Question

A particle carrying 5 electrons starts from rest and is accelerated through a potential difference of 8900V. Calculate the K.E. acquired by it in MeV.$(Change$ $on$ $electron=1.6\times {10}^{-19}C)$

Answer 1

Let us assume particle moved from A to B

Where $V_A$ - $V_B$ = $8900V$

{$V_A$ and $V_B$ is Potential at A and B Respectively}

$q$ = charge on 5 electrons = $5\times 1.6\times {10}^{-19}C$

[Also $1eV=1.60\times {10}^{-19}J$]

Therefore,

Potential energy at A ($P.E{.}_A$) = $V_A\times q$ $J$

Potential energy at B ($P.E{.}_B$) = $V_B\times q$ $J$

Kinetic Energy at A ($K.E{.}_A$) = 0 (Since, Particle starts from rest)

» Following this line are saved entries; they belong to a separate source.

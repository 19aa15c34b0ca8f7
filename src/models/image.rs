// src/models/image.rs
// DOCUMENTATION: Image search models and caller-side pagination state
// PURPOSE: Projected photo descriptors, per-page results, and "load more" accumulation

use serde::{Deserialize, Serialize};
use std::collections::HashSet;
use validator::Validate;

/// Fixed number of images requested per search page
pub const IMAGES_PER_PAGE: u32 = 12;

/// Number of pages needed to hold `total_matches` results
pub fn total_pages_for(total_matches: u64) -> u32 {
    let pages = total_matches.div_ceil(u64::from(IMAGES_PER_PAGE));
    u32::try_from(pages).unwrap_or(u32::MAX)
}

/// Query string of GET /api/images/search
#[derive(Debug, Clone, Default, Serialize, Deserialize, Validate)]
pub struct ImageSearchParams {
    /// Keyword(s) to search for
    #[serde(default)]
    pub query: String,

    /// 1-based page number (defaults to 1)
    #[validate(range(min = 1))]
    pub page: Option<u32>,
}

/// Projected view of an upstream photo record
/// DOCUMENTATION: Only the fields a caller needs to display and attribute a photo.
/// Identity is `id`.
#[derive(Debug, Clone, PartialEq, Eq, Serialize, Deserialize)]
pub struct ImageDescriptor {
    pub id: String,
    pub thumbnail_url: String,
    pub full_url: String,
    pub alt_text: Option<String>,
    pub attribution_name: String,
    pub attribution_url: String,
}

/// One page of image search results
#[derive(Debug, Clone, PartialEq, Eq, Serialize, Deserialize)]
pub struct SearchPage {
    pub images: Vec<ImageDescriptor>,
    /// Total matches across all pages
    #[serde(rename = "total")]
    pub total_matches: u64,
    pub total_pages: u32,
    #[serde(rename = "page")]
    pub page_number: u32,
}

impl SearchPage {
    /// Whether a page after this one exists
    pub fn has_more(&self) -> bool {
        self.page_number < self.total_pages
    }
}

/// Caller-held accumulation state for "load more" browsing
/// DOCUMENTATION: Created on the first search for a query, advanced page by page,
/// and reset whenever the query text changes.
#[derive(Debug, Clone)]
pub struct PaginationCursor {
    query: String,
    current_page: u32,
    images: Vec<ImageDescriptor>,
    seen_ids: HashSet<String>,
    has_more: bool,
}

impl PaginationCursor {
    pub fn new(query: impl Into<String>) -> Self {
        Self {
            query: query.into(),
            current_page: 0,
            images: Vec::new(),
            seen_ids: HashSet::new(),
            has_more: true,
        }
    }

    pub fn query(&self) -> &str {
        &self.query
    }

    /// Last page absorbed (0 before the first page arrives)
    pub fn current_page(&self) -> u32 {
        self.current_page
    }

    pub fn images(&self) -> &[ImageDescriptor] {
        &self.images
    }

    pub fn has_more(&self) -> bool {
        self.has_more
    }

    /// Page number to request next, or None once paging must stop
    pub fn next_page(&self) -> Option<u32> {
        self.has_more.then(|| self.current_page + 1)
    }

    /// Append a fetched page, skipping photos already accumulated.
    /// Returns the number of newly added images.
    pub fn absorb(&mut self, page: SearchPage) -> usize {
        let has_more = page.has_more();
        self.current_page = page.page_number;

        let before = self.images.len();
        for image in page.images {
            if self.seen_ids.insert(image.id.clone()) {
                self.images.push(image);
            }
        }

        self.has_more = has_more;
        self.images.len() - before
    }

    /// Start over for a new query. Same-query resets also clear accumulated results.
    pub fn reset(&mut self, query: impl Into<String>) {
        *self = Self::new(query);
    }
}
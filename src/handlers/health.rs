// src/handlers/health.rs
// DOCUMENTATION: Health check handler
// PURPOSE: Simple endpoint to verify service status

use actix_web::{web, HttpResponse, Responder};
use serde_json::json;

pub async fn health_check() -> impl Responder {
    HttpResponse::Ok().json(json!({
        "status": "OK",
        "timestamp": chrono::Utc::now().to_rfc3339()
    }))
}

pub fn config(cfg: &mut web::ServiceConfig) {
    cfg.route("/health", web::get().to(health_check));
}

Kinetic Energy at B ($K.E{.}_B$) = E

Applying Conservation of Energy,

Total Energy at A = Total Energy at B

$K.E{.}_A$ + $P.E{.}_A$ = $K.E{.}_B$ + $P.E{.}_B$

$\to$ 0 + $V_A\times q$ = E + $V_B\times q$

$\to$ E = $V_A\times q$ - $V_B\times q$

$\to$ E = $q$ $\times$ ($V_A$ - $V_B$)

$\to$ E = $5\times 1.6\times {10}^{-19}C$ $\times$ $\left(8900V\right)$

$\to$ E = $71200\times {10}^{-19}J$

$\to$ E = $\frac{71200\times {10}^{-19}}{1.60\times {10}^{-19}}$ $eV$

$\to$ E = $44500$ $eV$

$\to$ E = $0.0445\times {10}^6$ $eV$

$\to$ E = $0.0445$ $MeV$